I have a list of indices of train_loader.dataset containing elements I want to keep. I want to selecct only these elements of the DataSet, then use the restricted DataSet in the DataLoader. Is there any way to do this?
Thanks for your reply. I’ve created a Subset object using the relevant indices and the original dataset. However, I’m not sure how to use this in my original DataLoader. Do I simply overwrite the original dataset?
i.e. train_loader.dataset = mysubset
or is there something more complicated that I must do?
I am confused about the Subset() for torch.dataset. I have a list of indices and a pytorch dataset (e.g. cifar). When I used the indices to get a subset from the dataset, the new subset.dataset still keeps the same length as the original dataset, even though when it is loaded into a dataloader, the length becomes correct.

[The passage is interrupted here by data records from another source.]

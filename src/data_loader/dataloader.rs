//! User-facing `DataLoader`: wires a sampler, the batch planner and the
//! prefetching pool into one restartable per-epoch stream.
//!
//! ```ignore
//! # use fsdlio::{DataLoader, LoaderOptions};
//! # async fn demo<D: fsdlio::Dataset<Item = fsdlio::Sample>>(ds: D) -> anyhow::Result<()> {
//! let loader = DataLoader::new(ds, LoaderOptions::default().with_batch_size(64))?;
//! for epoch in 0..3 {
//!     let mut batches = loader.epoch_stream(epoch);
//!     while let Some(batch) = batches.next().await {
//!         let batch = batch?; // LoadedBatch
//!         // training step ...
//!     }
//! }
//! # Ok(()) }
//! ```

use std::sync::Arc;

use crate::data_loader::batch::BatchPlanner;
use crate::data_loader::dataset::{Dataset, DatasetError, DynBatchStream, Sample};
use crate::data_loader::options::LoaderOptions;
use crate::data_loader::pool_loader::PoolLoader;
use crate::data_loader::sampler::{
    Sampler, SequentialSampler, ShuffleSampler, SubsetSampler,
};

/// High-level loader producing order-preserving batch streams from a
/// map-style dataset.
pub struct DataLoader<D>
where
    D: Dataset<Item = Sample>,
{
    dataset: Arc<D>,
    opts: LoaderOptions,
    planner: BatchPlanner,
}

impl<D> DataLoader<D>
where
    D: Dataset<Item = Sample>,
{
    /// Create a new loader. All configuration errors surface here, before
    /// any I/O happens.
    pub fn new(dataset: D, opts: LoaderOptions) -> Result<Self, DatasetError> {
        let planner = BatchPlanner::new(opts.batch_size, opts.drop_last)?;
        if opts.num_workers > 0 && opts.prefetch == 0 {
            return Err(DatasetError::Config(
                "prefetch depth must be at least 1 when workers are enabled".to_string(),
            ));
        }
        let dataset = Arc::new(dataset);
        if let (Some(subset), Some(len)) = (&opts.subset, dataset.len()) {
            if let Some(&bad) = subset.iter().find(|&&i| i >= len) {
                return Err(DatasetError::Config(format!(
                    "subset index {bad} out of range for dataset of length {len}"
                )));
            }
        }
        Ok(Self { dataset, opts, planner })
    }

    pub fn options(&self) -> &LoaderOptions {
        &self.opts
    }

    /// Stream one epoch's batches, in submission order.
    ///
    /// Each call restarts the traversal; when shuffling, the permutation
    /// is redrawn per epoch from `seed + epoch`, so the same `(seed,
    /// epoch)` pair always replays the same order.
    pub fn epoch_stream(&self, epoch: u64) -> DynBatchStream {
        let sampler = self.make_sampler(epoch);
        let batches = self.planner.plan(sampler);
        PoolLoader::new(Arc::clone(&self.dataset), self.opts.clone()).stream_batches(batches)
    }

    /// Convenience for single-epoch consumption.
    pub fn stream(&self) -> DynBatchStream {
        self.epoch_stream(0)
    }

    fn make_sampler(&self, epoch: u64) -> Box<dyn Sampler + Send> {
        let len = self.dataset.len().unwrap_or(0);
        let epoch_seed = self.opts.seed.wrapping_add(epoch);
        match (&self.opts.subset, self.opts.shuffle) {
            (Some(subset), true) => Box::new(ShuffleSampler::over((**subset).clone(), epoch_seed)),
            (Some(subset), false) => Box::new(SubsetSampler::new((**subset).clone())),
            (None, true) => Box::new(ShuffleSampler::new(len, epoch_seed)),
            (None, false) => Box::new(SequentialSampler::new(len)),
        }
    }
}

impl<D> std::fmt::Debug for DataLoader<D>
where
    D: Dataset<Item = Sample>,
{
    fn fmt(&self, f: &mut std::fmt::Formatter<'_>) -> std::fmt::Result {
        f.debug_struct("DataLoader")
            .field("batch_size", &self.opts.batch_size)
            .field("num_workers", &self.opts.num_workers)
            .field("shuffle", &self.opts.shuffle)
            .finish()
    }
}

I would like to find out a solution to check the length of a subset, and how to iterate the subset.
The underlying .dataset will not be changed and will keep its original size.
You can check the length of the Subset via len(subset) and iterate it with for data in subset.
Hi @ptrblck , I have a dataset defined, and I want to define a sampler that samples data points of batch size n such that the n indices are to be given by the user. How to achieve this?
I don’t fully understand your use case. Do you want the user to pass the batch indices in each iteration such that no sampling is used anymore or should these samples be somehow predefined by the user?